(Beginning of DATA FOR THIS EXERCISE)

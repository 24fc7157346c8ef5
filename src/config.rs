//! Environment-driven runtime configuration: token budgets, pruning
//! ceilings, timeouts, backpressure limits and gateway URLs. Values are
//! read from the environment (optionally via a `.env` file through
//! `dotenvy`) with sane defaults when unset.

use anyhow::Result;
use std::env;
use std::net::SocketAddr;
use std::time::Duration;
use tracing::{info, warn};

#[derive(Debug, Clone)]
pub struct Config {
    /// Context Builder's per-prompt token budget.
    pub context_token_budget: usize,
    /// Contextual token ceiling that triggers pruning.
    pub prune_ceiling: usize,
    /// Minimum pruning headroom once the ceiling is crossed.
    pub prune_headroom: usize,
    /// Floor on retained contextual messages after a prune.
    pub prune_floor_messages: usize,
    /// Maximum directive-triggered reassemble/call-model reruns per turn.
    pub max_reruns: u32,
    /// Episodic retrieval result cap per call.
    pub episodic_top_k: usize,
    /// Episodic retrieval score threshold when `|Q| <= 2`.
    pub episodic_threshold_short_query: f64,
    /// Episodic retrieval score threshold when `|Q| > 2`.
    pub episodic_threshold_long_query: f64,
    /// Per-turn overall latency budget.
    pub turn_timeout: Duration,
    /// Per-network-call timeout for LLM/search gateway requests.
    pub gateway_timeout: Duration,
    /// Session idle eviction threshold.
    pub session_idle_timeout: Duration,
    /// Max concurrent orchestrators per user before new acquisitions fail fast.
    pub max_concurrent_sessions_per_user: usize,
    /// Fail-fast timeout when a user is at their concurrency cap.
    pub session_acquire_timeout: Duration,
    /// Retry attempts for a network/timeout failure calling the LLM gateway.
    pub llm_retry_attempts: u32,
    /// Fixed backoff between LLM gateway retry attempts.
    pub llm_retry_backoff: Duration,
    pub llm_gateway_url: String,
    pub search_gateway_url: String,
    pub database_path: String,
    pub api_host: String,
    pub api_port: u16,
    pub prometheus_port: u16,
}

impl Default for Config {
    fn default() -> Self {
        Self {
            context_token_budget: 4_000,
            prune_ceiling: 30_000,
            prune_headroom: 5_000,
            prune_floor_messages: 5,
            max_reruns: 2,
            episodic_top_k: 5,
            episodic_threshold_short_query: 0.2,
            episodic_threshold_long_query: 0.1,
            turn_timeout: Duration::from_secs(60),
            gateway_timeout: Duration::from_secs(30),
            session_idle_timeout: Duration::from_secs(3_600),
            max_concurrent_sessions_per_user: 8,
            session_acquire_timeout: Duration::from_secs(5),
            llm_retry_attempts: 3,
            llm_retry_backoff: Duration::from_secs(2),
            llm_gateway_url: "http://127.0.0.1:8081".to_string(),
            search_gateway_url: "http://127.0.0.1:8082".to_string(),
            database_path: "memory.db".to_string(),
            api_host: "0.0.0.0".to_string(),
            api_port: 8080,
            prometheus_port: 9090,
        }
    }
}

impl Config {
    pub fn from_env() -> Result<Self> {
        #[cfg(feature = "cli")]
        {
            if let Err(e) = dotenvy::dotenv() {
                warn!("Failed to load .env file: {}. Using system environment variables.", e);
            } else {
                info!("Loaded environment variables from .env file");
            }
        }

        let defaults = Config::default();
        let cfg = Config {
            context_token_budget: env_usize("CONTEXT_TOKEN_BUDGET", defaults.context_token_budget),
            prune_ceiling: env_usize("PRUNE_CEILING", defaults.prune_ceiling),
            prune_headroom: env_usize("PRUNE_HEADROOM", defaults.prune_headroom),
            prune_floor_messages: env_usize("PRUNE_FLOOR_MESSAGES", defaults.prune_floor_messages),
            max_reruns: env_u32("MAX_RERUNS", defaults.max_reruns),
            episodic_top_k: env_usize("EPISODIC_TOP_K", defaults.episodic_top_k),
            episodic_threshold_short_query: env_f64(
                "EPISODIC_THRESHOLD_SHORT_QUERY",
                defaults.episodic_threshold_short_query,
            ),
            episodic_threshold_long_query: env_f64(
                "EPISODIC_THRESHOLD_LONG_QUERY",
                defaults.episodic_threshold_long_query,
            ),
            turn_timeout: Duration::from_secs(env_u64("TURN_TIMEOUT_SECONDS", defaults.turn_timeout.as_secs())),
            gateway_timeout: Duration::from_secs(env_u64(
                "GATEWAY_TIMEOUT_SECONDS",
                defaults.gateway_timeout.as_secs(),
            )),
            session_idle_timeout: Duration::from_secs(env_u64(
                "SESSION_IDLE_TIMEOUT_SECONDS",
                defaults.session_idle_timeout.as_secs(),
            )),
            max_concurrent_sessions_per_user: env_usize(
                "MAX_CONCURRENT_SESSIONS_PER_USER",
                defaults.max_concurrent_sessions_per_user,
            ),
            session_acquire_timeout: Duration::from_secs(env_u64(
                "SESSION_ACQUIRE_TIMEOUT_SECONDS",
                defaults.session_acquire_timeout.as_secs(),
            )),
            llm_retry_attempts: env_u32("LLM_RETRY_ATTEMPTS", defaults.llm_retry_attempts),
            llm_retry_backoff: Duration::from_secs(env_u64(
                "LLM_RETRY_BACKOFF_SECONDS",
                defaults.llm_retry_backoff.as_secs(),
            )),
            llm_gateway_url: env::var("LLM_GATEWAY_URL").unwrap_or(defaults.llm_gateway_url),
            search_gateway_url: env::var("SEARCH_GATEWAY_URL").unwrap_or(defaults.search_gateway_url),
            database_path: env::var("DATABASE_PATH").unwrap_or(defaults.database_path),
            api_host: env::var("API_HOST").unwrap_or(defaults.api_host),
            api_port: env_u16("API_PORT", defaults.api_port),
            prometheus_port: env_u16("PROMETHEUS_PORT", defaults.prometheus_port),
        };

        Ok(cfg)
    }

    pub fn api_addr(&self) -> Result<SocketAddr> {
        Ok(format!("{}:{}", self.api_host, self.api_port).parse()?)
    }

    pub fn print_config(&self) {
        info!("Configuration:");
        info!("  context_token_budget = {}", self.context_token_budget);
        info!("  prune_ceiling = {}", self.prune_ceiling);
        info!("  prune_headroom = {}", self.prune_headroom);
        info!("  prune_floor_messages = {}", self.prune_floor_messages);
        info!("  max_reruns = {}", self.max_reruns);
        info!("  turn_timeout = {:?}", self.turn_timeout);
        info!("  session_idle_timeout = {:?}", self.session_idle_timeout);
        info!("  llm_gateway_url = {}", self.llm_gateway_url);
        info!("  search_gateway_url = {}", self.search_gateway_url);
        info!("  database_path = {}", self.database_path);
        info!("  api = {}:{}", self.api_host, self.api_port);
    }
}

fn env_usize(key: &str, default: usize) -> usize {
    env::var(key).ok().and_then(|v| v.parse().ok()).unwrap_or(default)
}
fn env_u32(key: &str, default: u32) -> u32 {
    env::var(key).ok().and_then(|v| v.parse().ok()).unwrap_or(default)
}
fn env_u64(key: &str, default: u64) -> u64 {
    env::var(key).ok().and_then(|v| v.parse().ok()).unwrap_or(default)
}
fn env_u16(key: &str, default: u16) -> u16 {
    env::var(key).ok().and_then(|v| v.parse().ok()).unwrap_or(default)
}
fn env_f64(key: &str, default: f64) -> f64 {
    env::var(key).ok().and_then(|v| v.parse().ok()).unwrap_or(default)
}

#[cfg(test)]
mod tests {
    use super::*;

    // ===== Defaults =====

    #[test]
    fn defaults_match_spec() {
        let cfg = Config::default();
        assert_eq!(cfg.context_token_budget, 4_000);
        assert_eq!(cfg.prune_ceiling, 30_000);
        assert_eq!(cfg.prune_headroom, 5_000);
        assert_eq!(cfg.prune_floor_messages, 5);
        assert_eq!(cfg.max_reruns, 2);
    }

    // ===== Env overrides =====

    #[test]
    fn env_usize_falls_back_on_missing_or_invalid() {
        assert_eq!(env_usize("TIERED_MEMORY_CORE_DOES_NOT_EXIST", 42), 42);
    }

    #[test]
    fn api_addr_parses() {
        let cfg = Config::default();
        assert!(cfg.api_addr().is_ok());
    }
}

(End of DATA FOR THIS EXERCISE)

ASSIGNED TASK: Give back exactly the lines from the one containing "fn env_usize(key: &str, default: usize)" through the last line of the records.

WRITTEN RESPONSE:
fn env_usize(key: &str, default: usize) -> usize {
    env::var(key).ok().and_then(|v| v.parse().ok()).unwrap_or(default)
}
fn env_u32(key: &str, default: u32) -> u32 {
    env::var(key).ok().and_then(|v| v.parse().ok()).unwrap_or(default)
}
fn env_u64(key: &str, default: u64) -> u64 {
    env::var(key).ok().and_then(|v| v.parse().ok()).unwrap_or(default)
}
fn env_u16(key: &str, default: u16) -> u16 {
    env::var(key).ok().and_then(|v| v.parse().ok()).unwrap_or(default)
}
fn env_f64(key: &str, default: f64) -> f64 {
    env::var(key).ok().and_then(|v| v.parse().ok()).unwrap_or(default)
}

#[cfg(test)]
mod tests {
    use super::*;

    // ===== Defaults =====

    #[test]
    fn defaults_match_spec() {
        let cfg = Config::default();
        assert_eq!(cfg.context_token_budget, 4_000);
        assert_eq!(cfg.prune_ceiling, 30_000);
        assert_eq!(cfg.prune_headroom, 5_000);
        assert_eq!(cfg.prune_floor_messages, 5);
        assert_eq!(cfg.max_reruns, 2);
    }

    // ===== Env overrides =====

    #[test]
    fn env_usize_falls_back_on_missing_or_invalid() {
        assert_eq!(env_usize("TIERED_MEMORY_CORE_DOES_NOT_EXIST", 42), 42);
    }

    #[test]
    fn api_addr_parses() {
        let cfg = Config::default();
        assert!(cfg.api_addr().is_ok());
    }
}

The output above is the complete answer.